Bolehkah Keluarga tak Mampu berqurban dengan Ayam?

Bolehkah Keluarga tak Mampu berqurban dengan Ayam?
ilustrasi internet

RIAUTERBIT.COM - Hari raya umat Islam kedua adalah idul adhha yang identik dengan berkorban dengan penyembelihan hewan seperti sapi atau kambing untuk dibagikan kepada para fakir dan miskin. Pertanyaan sebagian orang, benarkah seorang yang tidak mampu membeli seharga kambing atau sapi tidak harus berqrban.

Tidak bolehkan berqurban semampunya dengan binatang semisal ayam yang hanya seharga 70-100 rb per ekor? Ahli fiqih dapat dipastikan akan menjawab golongan yang tidak mampu tidak perlu berkorban dan berkorban dengan ayam adalah tidak sah.

Namun benarkah hakekat dan tujuan syariat berqurban pada hari raya idul adha hanya untuk orang yang mampu secara ekonomi? Benarkah ada pemisahan kaya dan miskin, mampu dan tidak mampu dalam perayaan ibadah idul adha? . Mempelajari hakekat dan tujuan syariat berqurban di hari raya Idhul Adha harus merujuk pada sejarah awal mula syariat ini yaitu peristiwa Ibrahim dan Ismail yang diksahkan dalam al-Qur`an surat al-Shaffat ayat 100-113.

Dikisahkan bahwa Ibrahim dan istrinya siti Hajar lama sekali belum memiliki anak. Namun pada usia Ibrahim mencapai tua, ibrahim dianugerahi anak yang diberi nama Ismail. Suatu peristiwa yang sangat mengejutkan, setelah Ismail mencapai usia yang beranjak remaja, Ibrahim melalui mimpi diperintah Allah untuk menyembelih Ismail.

Dengan komunikasi yang baik antara bapak-anak yang diliputi dengan suasana batin yang penuh iman, maka perintah Allah untuk menyembelih Ismail diterima dan dilaksanakan.  Namun tidak sampai pisau tajam itu menggores leher Ismail, Allah menggantinya dengan seokor kambing gibas.

Quraish Shihab dalam tafsirnya al-Mishbah, menghubungkan kisah mimpi Ibrahim menyembelih Ismail tersebut dengan tradisi pengorbanan manusia pada masa itu. Di Mesir, misalnya gadis cantik dipersembahkan kepada dewa sungai nil.

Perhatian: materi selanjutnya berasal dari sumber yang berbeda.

use anyhow::{Context, Result};
use std::path::Path;
use tetanes_core::control_deck::HeadlessMode;
use tetanes_core::cpu::Cpu;
use tetanes_core::input::JoypadBtnState;
use tetanes_core::mem::Read;
use tetanes_core::prelude::*;
use tracing::debug;

use crate::env::{ActionId, EngineState, Env, StepInfo, StepResult};
use crate::frame::{ChannelOrder, Frame};
use crate::input::{NES_LAYOUT, Role};

pub const NES_WIDTH: u32 = 256;
pub const NES_HEIGHT: u32 = 240;

// =============================================================================
// Adapter Configuration
// =============================================================================

#[derive(Debug, Clone)]
pub struct NesConfig {
    pub frame_skip: u32,
    /// Frames clocked with no input after a reset.
    pub warmup_frames: u32,
    pub lives_addr: Option<u16>,
    /// BCD score digits, most significant first.
    pub score_digits: Option<Vec<u16>>,
    pub score_scale: f64,
    pub max_score_delta: u32,
    pub terminal_on_life_loss: bool,
}

impl Default for NesConfig {
    fn default() -> Self {
        Self {
            frame_skip: 1,
            warmup_frames: 0,
            lives_addr: None,
            score_digits: None,
            score_scale: 1.0,
            max_score_delta: 5_000,
            terminal_on_life_loss: false,
        }
    }
}

impl NesConfig {
    /// Kung Fu (Spartan X) RAM map.
    pub fn kung_fu() -> Self {
        Self {
            lives_addr: Some(0x005C),
            score_digits: Some(vec![0x0531, 0x0532, 0x0533, 0x0534, 0x0535, 0x0536]),
            warmup_frames: 30,
            ..Default::default()
        }
    }

    pub fn preset(name: &str) -> Option<Self> {
        match name {
            "generic" => Some(Self::default()),
            "kung-fu" | "kungfu" => Some(Self::kung_fu()),
            _ => None,
        }
    }
}

fn role_button(role: Role) -> JoypadBtnState {
    match role {
        Role::Up => JoypadBtnState::UP,
        Role::Down => JoypadBtnState::DOWN,
        Role::Left => JoypadBtnState::LEFT,
        Role::Right => JoypadBtnState::RIGHT,
        Role::Fire => JoypadBtnState::A,
        Role::AltFire => JoypadBtnState::B,
        Role::Start => JoypadBtnState::START,
        Role::Select => JoypadBtnState::SELECT,
    }
}

/// Joypad state for every action id in `NES_LAYOUT`, indexed by id.
fn joypad_table() -> Vec<JoypadBtnState> {
    let count = NES_LAYOUT
        .iter()
        .map(|(_, id)| *id as usize + 1)
        .max()
        .unwrap_or(1);
    let mut table = vec![JoypadBtnState::empty(); count];
    for (roles, id) in NES_LAYOUT {
        let mut state = JoypadBtnState::empty();
        for role in *roles {
            state |= role_button(*role);
        }
        table[*id as usize] = state;
    }
    table
}

// =============================================================================
// NES Environment
// =============================================================================

pub struct NesEnv {
    deck: ControlDeck,
    config: NesConfig,
    joypad: Vec<JoypadBtnState>,
    prev_score: u32,
    prev_lives: Option<u8>,
    steps: u64,
}

impl NesEnv {
    pub fn new(rom_path: &Path, config: NesConfig) -> Result<Self> {
        let mut deck = ControlDeck::new();
        deck.set_headless_mode(HeadlessMode::NO_AUDIO);
        deck.load_rom_path(rom_path)
            .with_context(|| format!("Failed to load ROM: {}", rom_path.display()))?;

        Ok(Self {
            deck,
            config,
            joypad: joypad_table(),
            prev_score: 0,
            prev_lives: None,
            steps: 0,
        })
    }

    pub fn peek(&self, addr: u16) -> u8 {
        self.deck.bus().peek(addr)
    }

    fn read_score(&self) -> u32 {
        let Some(digits) = &self.config.score_digits else {
            return 0;
        };
        digits
            .iter()
            .fold(0u32, |acc, &addr| acc * 10 + (self.peek(addr) & 0x0F) as u32)
    }

    fn read_lives(&self) -> Option<u8> {
        self.config.lives_addr.map(|addr| self.peek(addr))
    }

    fn set_input_state(&mut self, btn_state: JoypadBtnState) {
        let joypad = self.deck.joypad_mut(Player::One);
        for button in [
            JoypadBtnState::LEFT,
            JoypadBtnState::RIGHT,
            JoypadBtnState::UP,
            JoypadBtnState::DOWN,
            JoypadBtnState::A,
            JoypadBtnState::B,
            JoypadBtnState::START,
            JoypadBtnState::SELECT,
        ] {
            joypad.set_button(button, btn_state.contains(button));
        }
    }

    fn capture(&mut self) -> Frame {
        Frame::new(
            NES_WIDTH,
            NES_HEIGHT,
            ChannelOrder::Rgba,
            self.deck.frame_buffer().to_vec(),
        )
    }

    fn sync_trackers(&mut self) {
        self.prev_score = self.read_score();
        self.prev_lives = self.read_lives();
    }
}

impl Env for NesEnv {
    fn reset(&mut self) -> Result<Frame> {
        self.deck.reset(ResetKind::Soft);
        self.set_input_state(JoypadBtnState::empty());
        for _ in 0..self.config.warmup_frames {
            self.deck.clock_frame()?;
        }
        self.sync_trackers();
        self.steps = 0;
        Ok(self.capture())
    }

    fn step(&mut self, action: ActionId) -> Result<StepResult> {
        self.steps += 1;
        let btn_state = self
            .joypad
            .get(action as usize)
            .copied()
            .unwrap_or_else(JoypadBtnState::empty);

        let mut reward = 0.0;
        let mut terminal = false;
        for _ in 0..self.config.frame_skip.max(1) {
            self.set_input_state(btn_state);
            self.deck.clock_frame()?;

            let score = self.read_score();
            let delta = score.saturating_sub(self.prev_score);
            if delta > 0 && delta < self.config.max_score_delta {
                reward += delta as f64 * self.config.score_scale;
            }
            self.prev_score = score;

            let lives = self.read_lives();
            if let (Some(cur), Some(prev)) = (lives, self.prev_lives) {
                if cur < prev {
                    debug!(step = self.steps, lives = cur, "life lost");
                    if cur == 0 || self.config.terminal_on_life_loss {
                        terminal = true;
                    }
                }
            }
            self.prev_lives = lives;

            if terminal {
                break;
            }
        }

        Ok(StepResult {
            observation: self.capture(),
            reward,
            terminal,
            info: StepInfo {
                lives: self.prev_lives.map(i32::from),
            },
        })
    }

    fn render(&mut self) -> Option<Frame> {
        Some(self.capture())
    }

    fn clone_state(&mut self) -> Result<EngineState> {
        let bytes = bincode::serialize(self.deck.cpu()).context("Failed to snapshot NES state")?;
        Ok(EngineState::new(bytes))
    }

    fn restore_state(&mut self, state: &EngineState) -> Result<()> {
        let cpu: Cpu =
            bincode::deserialize(state.as_bytes()).context("Failed to decode NES snapshot")?;
        self.deck.load_cpu(cpu);
        self.sync_trackers();
        Ok(())
    }

    fn action_count(&self) -> usize {
        self.joypad.len()
    }

    fn reports_lives(&self) -> bool {
        self.config.lives_addr.is_some()
    }
}

#[cfg(test)]
mod tests {
    use super::*;

    #[test]
    fn joypad_table_covers_layout() {
        let table = joypad_table();
        assert_eq!(table.len(), 25);
        assert!(table[0].is_empty());
        assert_eq!(table[1], JoypadBtnState::A);
        assert_eq!(table[10], JoypadBtnState::UP | JoypadBtnState::A);
        assert_eq!(table[18], JoypadBtnState::B);
        assert_eq!(table[23], JoypadBtnState::START);
    }

    #[test]
    fn presets_resolve() {
        assert!(NesConfig::preset("kung-fu").is_some());
        assert!(NesConfig::preset("nope").is_none());
        assert_eq!(NesConfig::kung_fu().lives_addr, Some(0x005C));
    }
}
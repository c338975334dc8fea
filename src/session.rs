use std::sync::Arc;

use tracing::{debug, error, info};

use crate::agent::Agent;
use crate::config::SessionConfig;
use crate::dispatch::Phase;
use crate::env::{ActionId, EngineState, Env, NOOP};
use crate::error::{AdapterContext, AdapterOp, SessionError};
use crate::frame::Observation;
use crate::ids::IdAllocator;
use crate::input::{MetaCommand, MetaCommands};
use crate::pacing::Pacer;
use crate::trajectory::TrajectoryBuffer;

/// Counters reported when a session ends.
#[derive(Debug, Clone, Copy, Default, PartialEq, Eq)]
pub struct SessionSummary {
    pub ticks: u64,
    pub trajectories_saved: u64,
    pub transitions_saved: u64,
    pub rewinds: u64,
}

// =============================================================================
// Play Driver
// =============================================================================

/// Drives one environment under one agent, recording every step.
pub struct Session<E: Env, A: Agent, I: IdAllocator> {
    pub(crate) env: E,
    pub(crate) agent: A,
    pub(crate) buffer: TrajectoryBuffer<I>,
    pub(crate) config: SessionConfig,
    pub(crate) phase: Phase,
    pacer: Pacer,
    pub(crate) prev_obs: Observation,
    pub(crate) obs: Observation,
    action: ActionId,
    pending: MetaCommands,
    pub(crate) summary: SessionSummary,
}

impl<E: Env, A: Agent, I: IdAllocator> Session<E, A, I> {
    /// Resets the environment once and seeds both observations with the
    /// initial frame.
    pub fn start(
        mut env: E,
        mut agent: A,
        mut buffer: TrajectoryBuffer<I>,
        config: SessionConfig,
    ) -> Result<Self, SessionError> {
        config.validate()?;
        agent.initialize().map_err(SessionError::Agent)?;
        let initial: Observation = Arc::new(env.reset().adapter(AdapterOp::Reset)?);
        let pacer = Pacer::new(config.ticks_per_second);
        buffer.set_lives_column(env.reports_lives());

        let mut session = Self {
            env,
            agent,
            buffer,
            config,
            phase: Phase::Running,
            pacer,
            prev_obs: initial.clone(),
            obs: initial,
            action: NOOP,
            pending: MetaCommands::new(),
            summary: SessionSummary::default(),
        };
        session.anchor_here()?;
        Ok(session)
    }

    /// Restores `state` and continues from there. The first frame is taken
    /// from the environment's renderer, falling back to the reset frame.
    pub fn resume_from(&mut self, state: &EngineState) -> Result<(), SessionError> {
        self.env
            .restore_state(state)
            .adapter(AdapterOp::RestoreState)?;
        if let Some(frame) = self.env.render() {
            let frame: Observation = Arc::new(frame);
            self.prev_obs = frame.clone();
            self.obs = frame;
        }
        self.buffer.set_anchor(state.clone(), self.obs.clone());
        info!(bytes = state.len(), "resumed from snapshot");
        Ok(())
    }

    /// Records the current engine state as the point a full rewind returns to.
    pub(crate) fn anchor_here(&mut self) -> Result<(), SessionError> {
        if self.buffer.captures_state() {
            let state = self.env.clone_state().adapter(AdapterOp::CloneState)?;
            self.buffer.set_anchor(state, self.obs.clone());
        }
        Ok(())
    }

    /// Runs ticks until the session closes. On an adapter or agent failure a
    /// final save is attempted before the error is returned.
    pub fn run(&mut self) -> Result<SessionSummary, SessionError> {
        self.pacer.reset();
        while !self.is_closed() {
            if let Err(err) = self.tick() {
                if !matches!(err, SessionError::Persistence(_)) {
                    self.salvage();
                }
                return Err(err);
            }
        }
        Ok(self.summary)
    }

    /// One before-step / step / post-step cycle.
    pub fn tick(&mut self) -> Result<(), SessionError> {
        if self.is_closed() {
            return Ok(());
        }
        self.before_step()?;
        self.step()?;
        self.post_step()?;
        self.summary.ticks += 1;
        Ok(())
    }

    fn before_step(&mut self) -> Result<(), SessionError> {
        let decision = self.agent.act(&self.obs).map_err(SessionError::Agent)?;
        self.action = decision.action;
        self.pending = decision.commands;

        if let Some(frame) = self.env.render() {
            self.agent.present(&frame).map_err(SessionError::Agent)?;
        }
        Ok(())
    }

    fn step(&mut self) -> Result<(), SessionError> {
        let result = self.env.step(self.action).adapter(AdapterOp::Step)?;
        self.prev_obs = std::mem::replace(&mut self.obs, Arc::new(result.observation));

        self.buffer.store_transition(
            self.prev_obs.clone(),
            self.obs.clone(),
            self.action,
            result.reward,
            result.terminal,
            result.info,
            &mut self.env,
        )?;
        debug!(
            action = self.action,
            reward = result.reward,
            terminal = result.terminal,
            len = self.buffer.len(),
            "step"
        );

        if result.terminal {
            self.pending.insert(MetaCommand::EpisodeEnd);
        }
        Ok(())
    }

    fn post_step(&mut self) -> Result<(), SessionError> {
        let commands = std::mem::take(&mut self.pending);
        self.dispatch(&commands)?;
        if !self.is_closed() {
            self.pacer.tick();
        }
        Ok(())
    }

    fn salvage(&mut self) {
        if self.is_closed() {
            return;
        }
        match self.buffer.save_trajectory() {
            Ok(Some(n)) => {
                self.summary.trajectories_saved += 1;
                self.summary.transitions_saved += n as u64;
            }
            Ok(None) => {}
            Err(err) => error!(error = %err, "final save failed"),
        }
    }

    pub fn env(&self) -> &E {
        &self.env
    }

    pub fn agent(&self) -> &A {
        &self.agent
    }

    pub fn buffer(&self) -> &TrajectoryBuffer<I> {
        &self.buffer
    }

    pub fn phase(&self) -> Phase {
        self.phase
    }

    pub fn is_closed(&self) -> bool {
        self.phase == Phase::Closing
    }

    pub fn summary(&self) -> SessionSummary {
        self.summary
    }

    pub fn observation(&self) -> &Observation {
        &self.obs
    }

    pub fn prior_observation(&self) -> &Observation {
        &self.prev_obs
    }
}
//! Deque iterators.

use std::fmt;
use std::iter::FusedIterator;
use std::marker::PhantomData;
use std::slice;

use strata_cursor::{BidirectionalCursor, Cursor};

use super::Deque;
use super::cursor::{SegmentCursor, diff};

/// Borrowing iterator over a [`Deque`].
pub struct Iter<'a, T> {
    front: SegmentCursor<T>,
    back: SegmentCursor<T>,
    len: usize,
    _marker: PhantomData<&'a T>,
}

impl<T> Iter<'_, T> {
    pub(super) fn new(front: SegmentCursor<T>, back: SegmentCursor<T>, len: usize) -> Self {
        Self { front, back, len, _marker: PhantomData }
    }
}

impl<'a, T> Iterator for Iter<'a, T> {
    type Item = &'a T;

    #[inline]
    fn next(&mut self) -> Option<&'a T> {
        if self.len == 0 {
            return None;
        }
        self.len -= 1;
        unsafe {
            let item = &*self.front.cur;
            self.front.inc();
            Some(item)
        }
    }

    #[inline]
    fn size_hint(&self) -> (usize, Option<usize>) {
        (self.len, Some(self.len))
    }
}

impl<'a, T> DoubleEndedIterator for Iter<'a, T> {
    #[inline]
    fn next_back(&mut self) -> Option<&'a T> {
        if self.len == 0 {
            return None;
        }
        self.len -= 1;
        unsafe {
            self.back.dec();
            Some(&*self.back.cur)
        }
    }
}

impl<T> ExactSizeIterator for Iter<'_, T> {}
impl<T> FusedIterator for Iter<'_, T> {}

impl<T> Clone for Iter<'_, T> {
    fn clone(&self) -> Self {
        Self { ..*self }
    }
}

impl<T: fmt::Debug> fmt::Debug for Iter<'_, T> {
    fn fmt(&self, f: &mut fmt::Formatter<'_>) -> fmt::Result {
        f.debug_tuple("Iter").field(&self.clone().collect::<Vec<_>>()).finish()
    }
}

unsafe impl<T: Sync> Send for Iter<'_, T> {}
unsafe impl<T: Sync> Sync for Iter<'_, T> {}

/// Mutable borrowing iterator over a [`Deque`].
pub struct IterMut<'a, T> {
    front: SegmentCursor<T>,
    back: SegmentCursor<T>,
    len: usize,
    _marker: PhantomData<&'a mut T>,
}

impl<T> IterMut<'_, T> {
    pub(super) fn new(front: SegmentCursor<T>, back: SegmentCursor<T>, len: usize) -> Self {
        Self { front, back, len, _marker: PhantomData }
    }
}

impl<'a, T> Iterator for IterMut<'a, T> {
    type Item = &'a mut T;

    #[inline]
    fn next(&mut self) -> Option<&'a mut T> {
        if self.len == 0 {
            return None;
        }
        self.len -= 1;
        unsafe {
            let item = &mut *self.front.cur;
            self.front.inc();
            Some(item)
        }
    }

    #[inline]
    fn size_hint(&self) -> (usize, Option<usize>) {
        (self.len, Some(self.len))
    }
}

impl<'a, T> DoubleEndedIterator for IterMut<'a, T> {
    #[inline]
    fn next_back(&mut self) -> Option<&'a mut T> {
        if self.len == 0 {
            return None;
        }
        self.len -= 1;
        unsafe {
            self.back.dec();
            Some(&mut *self.back.cur)
        }
    }
}

impl<T> ExactSizeIterator for IterMut<'_, T> {}
impl<T> FusedIterator for IterMut<'_, T> {}

impl<T> fmt::Debug for IterMut<'_, T> {
    fn fmt(&self, f: &mut fmt::Formatter<'_>) -> fmt::Result {
        f.debug_struct("IterMut").field("len", &self.len).finish()
    }
}

unsafe impl<T: Send> Send for IterMut<'_, T> {}
unsafe impl<T: Sync> Sync for IterMut<'_, T> {}

/// Owning iterator over a [`Deque`].
pub struct IntoIter<T> {
    deque: Deque<T>,
}

impl<T> IntoIter<T> {
    pub(super) fn new(deque: Deque<T>) -> Self {
        Self { deque }
    }
}

impl<T> Iterator for IntoIter<T> {
    type Item = T;

    #[inline]
    fn next(&mut self) -> Option<T> {
        self.deque.pop_front()
    }

    #[inline]
    fn size_hint(&self) -> (usize, Option<usize>) {
        let len = self.deque.len();
        (len, Some(len))
    }
}

impl<T> DoubleEndedIterator for IntoIter<T> {
    #[inline]
    fn next_back(&mut self) -> Option<T> {
        self.deque.pop_back()
    }
}

impl<T> ExactSizeIterator for IntoIter<T> {}
impl<T> FusedIterator for IntoIter<T> {}

impl<T: fmt::Debug> fmt::Debug for IntoIter<T> {
    fn fmt(&self, f: &mut fmt::Formatter<'_>) -> fmt::Result {
        f.debug_tuple("IntoIter").field(&self.deque).finish()
    }
}

/// Per-buffer slices of a [`Deque`], front to back.
///
/// ```
/// use strata_collections::Deque;
///
/// let d: Deque<u64> = (0..1000).collect();
/// let total: usize = d.segments().map(<[u64]>::len).sum();
/// assert_eq!(total, 1000);
/// assert!(d.segments().count() >= 2);
/// ```
pub struct Segments<'a, T> {
    front: SegmentCursor<T>,
    back: SegmentCursor<T>,
    _marker: PhantomData<&'a T>,
}

impl<T> Segments<'_, T> {
    pub(super) fn new(front: SegmentCursor<T>, back: SegmentCursor<T>) -> Self {
        Self { front, back, _marker: PhantomData }
    }
}

impl<'a, T> Iterator for Segments<'a, T> {
    type Item = &'a [T];

    fn next(&mut self) -> Option<&'a [T]> {
        if self.front == self.back {
            return None;
        }
        unsafe {
            if self.front.node == self.back.node {
                let run = slice::from_raw_parts(self.front.cur, diff(self.back.cur, self.front.cur) as usize);
                self.front = self.back;
                Some(run)
            } else {
                let run = slice::from_raw_parts(self.front.cur, diff(self.front.last, self.front.cur) as usize);
                self.front.set_node(self.front.node.add(1));
                self.front.cur = self.front.first;
                Some(run)
            }
        }
    }
}

impl<T> FusedIterator for Segments<'_, T> {}

unsafe impl<T: Sync> Send for Segments<'_, T> {}
unsafe impl<T: Sync> Sync for Segments<'_, T> {}
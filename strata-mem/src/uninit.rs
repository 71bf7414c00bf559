//! Algorithms that construct values into uninitialized storage.
//!
//! The general forms walk cursors and construct one element at a time. If a
//! clone panics part way through, every element already constructed by that
//! call is dropped in reverse order before the panic continues, so the
//! destination is left fully uninitialized again.
//!
//! The `*_bitwise` forms take raw pointers and require `T: Copy`; they lower
//! to `memset`/`memcpy`. Relocation (`uninitialized_move*`) is always a bitwise
//! copy and cannot fail; the source slots are logically uninitialized after.

use std::mem;
use std::ptr;

use strata_cursor::{BidirectionalCursor, Category, Cursor};

use crate::alloc::Allocator;

/// Destroys `[start, cur)` in reverse unless finished.
struct Rollback<C: BidirectionalCursor> {
    start: C,
    cur: C,
    armed: bool,
}

impl<C: BidirectionalCursor> Rollback<C> {
    #[inline]
    fn new(dst: C) -> Self {
        Self {
            start: dst.clone(),
            cur: dst,
            armed: true,
        }
    }

    #[inline]
    fn finish(mut self) -> C {
        self.armed = false;
        self.cur.clone()
    }
}

impl<C: BidirectionalCursor> Drop for Rollback<C> {
    fn drop(&mut self) {
        if !self.armed {
            return;
        }
        while self.cur != self.start {
            // Safety: every slot in [start, cur) was constructed by this call
            unsafe {
                self.cur.dec();
                Allocator::<C::Value>::destroy(self.cur.as_ptr());
            }
        }
    }
}

// =============================================================================
// General path
// =============================================================================

/// Constructs `n` clones of `value` starting at `dst`. Returns the cursor
/// past the last constructed element.
///
/// # Safety
///
/// `[dst, dst + n)` must be uninitialized, writable and reachable by `inc`.
pub unsafe fn uninitialized_fill_n<O>(dst: O, n: usize, value: &O::Value) -> O
where
    O: BidirectionalCursor,
    O::Value: Clone,
{
    let mut guard = Rollback::new(dst);
    for _ in 0..n {
        unsafe {
            Allocator::construct_clone(guard.cur.as_ptr(), value);
            guard.cur.inc();
        }
    }
    guard.finish()
}

/// Constructs clones of `value` into every slot of `[first, last)`.
///
/// # Safety
///
/// Every slot in the range must be uninitialized and writable.
pub unsafe fn uninitialized_fill<O>(first: O, last: O, value: &O::Value)
where
    O: BidirectionalCursor,
    O::Value: Clone,
{
    let mut guard = Rollback::new(first);
    while guard.cur != last {
        unsafe {
            Allocator::construct_clone(guard.cur.as_ptr(), value);
            guard.cur.inc();
        }
    }
    guard.finish();
}

/// Constructs `n` values produced by `f` starting at `dst`.
///
/// # Safety
///
/// Same as [`uninitialized_fill_n`].
pub unsafe fn uninitialized_fill_with<O, F>(dst: O, n: usize, mut f: F) -> O
where
    O: BidirectionalCursor,
    F: FnMut() -> O::Value,
{
    let mut guard = Rollback::new(dst);
    for _ in 0..n {
        unsafe {
            Allocator::construct_with(guard.cur.as_ptr(), &mut f);
            guard.cur.inc();
        }
    }
    guard.finish()
}

/// Clones `[first, last)` into uninitialized storage at `dst`. Returns the
/// cursor past the last constructed element.
///
/// Random-access sources loop on a precomputed count; other sources loop
/// until `first == last`.
///
/// # Safety
///
/// The source range must be valid and the destination must have room for
/// every element.
pub unsafe fn uninitialized_copy<I, O>(mut first: I, last: I, dst: O) -> O
where
    I: Cursor,
    I::Value: Clone,
    O: BidirectionalCursor<Value = I::Value>,
{
    let mut guard = Rollback::new(dst);
    if I::Category::KIND.is_random_access() {
        let n = unsafe { first.distance_to(&last) };
        for _ in 0..n {
            unsafe {
                Allocator::construct_clone(guard.cur.as_ptr(), &*first.as_ptr());
                first.inc();
                guard.cur.inc();
            }
        }
    } else {
        while first != last {
            unsafe {
                Allocator::construct_clone(guard.cur.as_ptr(), &*first.as_ptr());
                first.inc();
                guard.cur.inc();
            }
        }
    }
    guard.finish()
}

/// Clones `n` elements starting at `first` into `dst`. Returns the advanced
/// source and destination cursors.
///
/// # Safety
///
/// Same as [`uninitialized_copy`].
pub unsafe fn uninitialized_copy_n<I, O>(mut first: I, n: usize, dst: O) -> (I, O)
where
    I: Cursor,
    I::Value: Clone,
    O: BidirectionalCursor<Value = I::Value>,
{
    let mut guard = Rollback::new(dst);
    for _ in 0..n {
        unsafe {
            Allocator::construct_clone(guard.cur.as_ptr(), &*first.as_ptr());
            first.inc();
            guard.cur.inc();
        }
    }
    (first, guard.finish())
}

/// Relocates `[first, last)` to `dst`, front to back.
///
/// Overlap is allowed when `dst` precedes `first`.
///
/// # Safety
///
/// The destination slots must be writable; their previous contents are
/// overwritten without being dropped. The source slots must be treated as
/// uninitialized afterwards.
pub unsafe fn uninitialized_move<I, O>(mut first: I, last: I, mut dst: O) -> O
where
    I: Cursor,
    O: Cursor<Value = I::Value>,
{
    while first != last {
        unsafe {
            dst.as_ptr().write(first.as_ptr().read());
            first.inc();
            dst.inc();
        }
    }
    dst
}

/// Relocates `[first, last)` so that it ends at `dst_last`, back to front.
/// Returns the cursor to the first relocated element.
///
/// Overlap is allowed when `dst_last` follows `last`.
///
/// # Safety
///
/// Same as [`uninitialized_move`].
pub unsafe fn uninitialized_move_backward<I, O>(first: I, mut last: I, mut dst_last: O) -> O
where
    I: BidirectionalCursor,
    O: BidirectionalCursor<Value = I::Value>,
{
    while last != first {
        unsafe {
            last.dec();
            dst_last.dec();
            dst_last.as_ptr().write(last.as_ptr().read());
        }
    }
    dst_last
}

/// Drops every element in `[first, last)`.
///
/// Skipped entirely for types without drop glue.
///
/// # Safety
///
/// Every element in the range must be live, and is dead afterwards.
pub unsafe fn destroy<C: Cursor>(mut first: C, last: C) {
    if !mem::needs_drop::<C::Value>() {
        return;
    }
    while first != last {
        unsafe {
            Allocator::<C::Value>::destroy(first.as_ptr());
            first.inc();
        }
    }
}

// =============================================================================
// Bitwise path
// =============================================================================

/// Writes `n` copies of `value` at `dst`. Single-byte types use `memset`.
///
/// # Safety
///
/// `[dst, dst + n)` must be writable.
pub unsafe fn uninitialized_fill_n_bitwise<T: Copy>(dst: *mut T, n: usize, value: T) -> *mut T {
    if mem::size_of::<T>() == 1 {
        // Safety: T is exactly one byte
        let byte = unsafe { mem::transmute_copy::<T, u8>(&value) };
        unsafe { ptr::write_bytes(dst.cast::<u8>(), byte, n) };
    } else {
        for i in 0..n {
            unsafe { dst.add(i).write(value) };
        }
    }
    unsafe { dst.add(n) }
}

/// Copies `[first, last)` to `dst` with a single `memcpy`.
///
/// # Safety
///
/// The ranges must not overlap and `dst` must have room for every element.
pub unsafe fn uninitialized_copy_bitwise<T: Copy>(
    first: *const T,
    last: *const T,
    dst: *mut T,
) -> *mut T {
    let n = unsafe { last.offset_from(first) } as usize;
    unsafe {
        ptr::copy_nonoverlapping(first, dst, n);
        dst.add(n)
    }
}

Di Kan`an Irak bayi dipersembahkan kepada Dewa Baal. Suku Astec di Meksiko mempersembahkan jantung dan darah manusia kepada dewa matahari.

Mimpi Ibrahim menyembelih Ismail yang kemudian diganti kambing menegaskan penolakan terhadap tradisi pengorbanan manusia untuk dipersembahkan pada Tuhan. Allah melarang manusia dijadikan persembahan, karena Allah Maha Pengasih kepada manusia. 

Ibrahim sebagaimana dituturkan dalam beberapa epsisode kisah Ibrahim dalam al-Qur`an adalah pendobrak tradisi-tradisi yang diyakini dan diamalkan masyarakat masa itu.  Ibrahim dikenal berwatak rasional dan lurus yang disebut hanif. Pada surat al-Anbiya` 58-65, disebutkan bahwa Ibrahim menghancurkan berhala-berhala yang disembah masyarakat saat itu dan menyisakan satu berhala besar dengan dikalungi kapak yang digunakan menghancurkan berhala lainnya.

Ketika ditanyakan siapa yang menghancurkan berhala-berhala tersebut. Ibrahim menyatakan silakan ditanyakan pada berhala yang besar yang ada kapaknya. Bagaimana berhala yang berasal dari batu bisa ditanya? Kalau tidak bisa ditanya dan menjawab pertanyaan, bagaimana ia bisa dijadikan Tuhan?.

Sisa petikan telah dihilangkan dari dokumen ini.